See footnotes 1 through 111 for citations to cases within that quote.

Key Cases Discussed by the Court:

The court addressed a line of cases beginning with the decision of the Court of Chancery in Technicorp Int’l II, Inc. v. Johnston, 2000 WL 713750, at * 2 (Del. Ch. May 31, 2000), regarding the issue of the prima facie showing necessary to shift the burden of proving the fairness of challenged expenses.

In the Technicorp case, the Court of Chancery found after a trial that two individuals had “systematically looted” over a 12 year period two companies that they exclusively managed and controlled and for which they had access to the corporate records such as to minimize or avoid the risk of being held accountable.  In that case, the plaintiffs made a prima facie showing to warrant the allocation of the burden of proof.

The court addressed four other cases that applied Technicorp with different results, in deciding whether to order an accounting or to allocate to a fiduciary the burden of demonstrating the fairness of a series of disputed transactions.  Those cases were Carson v. Hallinan, 925 A.2d 506, 536-37 (Del. Ch. 2006), in which the court found after trial that 2 fiduciaries who exercised exclusive control over the company funds and used them for personal benefits and never documented expenses, required an accounting to determine the extent of the misallocation and damages.

In Sutherland v. Sutherland, 2010 WL 1838968, * 4 (Del. Ch. May 3, 2010), the court found that the plaintiff did not establish a prima facie showing, and thus did not require them to account for funds.

In Zutrau v. Jansing, 2014 WL 3772859, at * 27-28 (Del. Ch. July 31, 2014), the court refused to shift the burden under Technicorp or Carlson, reasoning that the plaintiff did not make a prima facie showing that the challenged charges were improperly incurred.

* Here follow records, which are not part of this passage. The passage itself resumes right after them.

//! C ABI exports, declared in `include/some_c_code.h`.
//!
//! The legacy symbols keep their original signatures. Misuse that used to
//! read out of bounds or through null pointers is logged and answered with 0.
//! The `*Checked` symbols report failures through [`Status`] instead.

#![allow(non_snake_case)]

use std::slice;

use crate::error::Error;
use crate::{arith, checked};

/// Return code of the checked C entry points.
#[repr(C)]
#[derive(Debug, Clone, Copy, PartialEq, Eq)]
pub enum Status {
    Ok = 0,
    NullPointer = 1,
    Overflow = 2,
    InvalidLength = 3,
}

impl From<&Error> for Status {
    fn from(err: &Error) -> Self {
        match err {
            Error::Overflow { .. } => Status::Overflow,
            Error::LengthMismatch { .. } => Status::InvalidLength,
            Error::NullSequence { .. } | Error::NullArgument { .. } => Status::NullPointer,
        }
    }
}

/// Borrows `len` elements at `arr`. A zero length never touches the pointer.
unsafe fn sequence<'a>(arr: *const u32, len: usize) -> Result<&'a [u32], Error> {
    if len == 0 {
        return Ok(&[]);
    }
    if arr.is_null() {
        return Err(Error::NullSequence { len });
    }
    Ok(unsafe { slice::from_raw_parts(arr, len) })
}

unsafe fn write_out(out: *mut u64, result: Result<u64, Error>, symbol: &str) -> Status {
    if out.is_null() {
        log::debug!("{}: {}", symbol, Error::NullArgument { name: "out" });
        return Status::NullPointer;
    }
    match result {
        Ok(value) => {
            unsafe { *out = value };
            Status::Ok
        }
        Err(err) => {
            log::debug!("{}: {}", symbol, err);
            Status::from(&err)
        }
    }
}

#[no_mangle]
pub extern "C" fn relatedCode(aNumber: usize) {
    arith::announce(aNumber);
}

/// # Safety
///
/// `a` and `b` must each be null or point to a readable value.
#[no_mangle]
pub unsafe extern "C" fn multiplyU64byU32(a: *const u64, b: *const u32) -> u64 {
    if a.is_null() || b.is_null() {
        let name = if a.is_null() { "a" } else { "b" };
        log::error!("multiplyU64byU32: {}", Error::NullArgument { name });
        return 0;
    }
    unsafe { arith::multiply_widen(*a, *b) }
}

/// # Safety
///
/// Unless `arrlen` is 0, `arr` must be null or point to `arrlen` readable
/// elements.
#[no_mangle]
pub unsafe extern "C" fn multiplyAndAdd(arr: *const u32, arrlen: usize, mult: u32) -> u64 {
    match unsafe { sequence(arr, arrlen) } {
        Ok(values) => arith::dot_product_scaled(values, mult),
        Err(err) => {
            log::error!("multiplyAndAdd: {}", err);
            0
        }
    }
}

#[no_mangle]
pub extern "C" fn fac(n: u64) -> u64 {
    arith::factorial(n)
}

/// # Safety
///
/// `out` must be null or point to writable storage for a `uint64_t`.
#[no_mangle]
pub unsafe extern "C" fn multiplyU64byU32Checked(a: u64, b: u32, out: *mut u64) -> Status {
    unsafe {
        write_out(
            out,
            checked::checked_multiply_widen(a, b),
            "multiplyU64byU32Checked",
        )
    }
}

/// # Safety
///
/// As for [`multiplyAndAdd`]; `out` must be null or writable.
#[no_mangle]
pub unsafe extern "C" fn multiplyAndAddChecked(
    arr: *const u32,
    arrlen: usize,
    mult: u32,
    out: *mut u64,
) -> Status {
    let result = unsafe { sequence(arr, arrlen) }
        .and_then(|values| checked::checked_dot_product_scaled(values, mult));
    unsafe { write_out(out, result, "multiplyAndAddChecked") }
}

/// # Safety
///
/// `out` must be null or point to writable storage for a `uint64_t`.
#[no_mangle]
pub unsafe extern "C" fn facChecked(n: u64, out: *mut u64) -> Status {
    unsafe { write_out(out, checked::checked_factorial(n), "facChecked") }
}
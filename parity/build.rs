fn main() {
    let mut builder = cc::Build::new();
    builder.warnings(true);

    builder.file("c/legacy.c").compile("some_c_code_legacy");

    println!("cargo:rerun-if-changed=c/legacy.c");
}
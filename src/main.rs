mod connectivity;
mod playback;
mod settings;
mod track;

use std::time::{Duration, Instant};

use connectivity::{ConnectivityMonitor, MockReachability};
use playback::PlaybackClock;
use settings::PlayerSettings;
use track::{load_track, RidePoint, RideTrack};
use tracing::{debug, info};

/// Frame cap so a demo run terminates on its own
const MAX_FRAMES: u32 = 600;

/// Target frame pacing for the headless loop
const FRAME: Duration = Duration::from_millis(16);

/// Ground speeds below this count as idle (m/s)
const IDLE_SPEED: f64 = 0.5;

fn main() -> anyhow::Result<()> {
    // Initialize logging
    tracing_subscriber::fmt::init();

    // Create tokio runtime for async operations
    let rt = tokio::runtime::Runtime::new()?;

    // Load persisted preferences and push them into the clock
    let settings = PlayerSettings::load();
    let mut clock = PlaybackClock::new();
    settings.apply(&mut clock);

    // Load a recorded ride if a path was given, else ride the demo track
    let track_path = std::env::args().nth(1);
    let demo_mode = track_path.is_none();
    let track = match track_path {
        Some(path) => load_track(&path)?,
        None => {
            clock.set_playback_speed(16.0);
            demo_track()
        }
    };
    info!(
        "Track loaded: {} points, {:.1}s",
        track.len(),
        track.duration()
    );

    let idle_ranges = track.idle_ranges(IDLE_SPEED);

    // Watch connectivity for the map-tile banner
    let (source, reachability) = MockReachability::new(Some(true));
    let mut monitor = rt.block_on(async { ConnectivityMonitor::start(source) });

    clock.play();
    let mut last_frame = Instant::now();

    for frame in 0..MAX_FRAMES {
        std::thread::sleep(FRAME);
        let now = Instant::now();
        let delta = (now - last_frame).as_secs_f64();
        last_frame = now;

        let t = clock.tick(delta);

        // The clock never clamps the upper bound; end-of-ride is handled
        // here, by its driver
        if t >= track.duration() {
            clock.pause();
            clock.seek(track.duration());
            info!("Ride finished at {:.1}s", clock.current_time());
            break;
        }

        // Skip-idle is a display preference honored by the driver, not by
        // the clock's time math
        if clock.skip_idle() {
            if let Some(&(_, end)) = idle_ranges.iter().find(|&&(s, e)| t >= s && t < e) {
                debug!("Skipping idle span, jumping to {:.1}s", end);
                clock.seek(end);
            }
        }

        if frame % 60 == 0 {
            if clock.camera_follow() {
                if let Some(point) = track.point_at(clock.current_time()) {
                    debug!(
                        "t={:.1}s pos=({:.5}, {:.5}) ele={:.0}m",
                        clock.current_time(),
                        point.lat,
                        point.lon,
                        point.elevation
                    );
                }
            }

            let snap = rt.block_on(monitor.snapshot());
            if !snap.is_online {
                info!("Offline - serving cached tiles");
            } else if snap.was_offline {
                info!("Back online");
            }
        }

        // Simulated connectivity blip partway through the demo
        if frame == 120 {
            reachability.go_offline();
        }
        if frame == 180 {
            reachability.go_online();
        }
    }

    info!(
        "Playback stopped at {:.1}s (speed {}x)",
        clock.current_time(),
        clock.playback_speed()
    );

    // Demo mode overrides the speed; don't persist that
    if !demo_mode {
        PlayerSettings::capture(&clock).save();
    }
    monitor.shutdown();

    Ok(())
}

/// Synthetic climb used when no track file is given
fn demo_track() -> RideTrack {
    let points = (0..=120)
        .map(|i| {
            let t = i as f64;
            RidePoint {
                time: t,
                lat: 46.5 + t * 0.0002,
                lon: 7.5 + t * 0.0001,
                elevation: 1200.0 + t * 2.5,
                // A stop at a viewpoint partway up
                speed: if (40.0..50.0).contains(&t) { 0.0 } else { 6.0 },
            }
        })
        .collect();

    RideTrack::new(points)
}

The fourth case was CanCan Development, LLC v. Manno, 2015 WL 3400789, at * 16 (Del. Ch. May 27, 2015), where the court allocated to the fiduciary the burden of accounting for compensation and expenses that were self-interested transactions.  Although the court noted that these expenses would be subject to the business judgment rule in most situations, based on the facts of that case, the court found that the fiduciary bore the burden at trial to establish the propriety of the disbursements regarding the self-interested transactions.

The court summarized those cases discussed above as showing that:

“This court may place on a fiduciary the burden to demonstrate the fairness of a series or group of expenditures, or may order an accounting of such expenditures, where–as in Technicorp, Carson, and CanCan–a plaintiff has made a prima facie showing based on a substantial evidence that the expenditures in question are self-interested transactions.  The fiduciaries exercise of control over the corporation’s funds and records is a factor to be considered in the analysis.  Where, by contrast, a plaintiff has failed to make such a prima facie showing–as in Sutherland and Zutrau–the court has refused to shift the burden of proof to the fiduciary or to order an accounting.  In that event, potentially problematic transactions should be examined individually.”

The Court concluded in the instant case that an accounting was warranted for at least a portion of the amounts disputed.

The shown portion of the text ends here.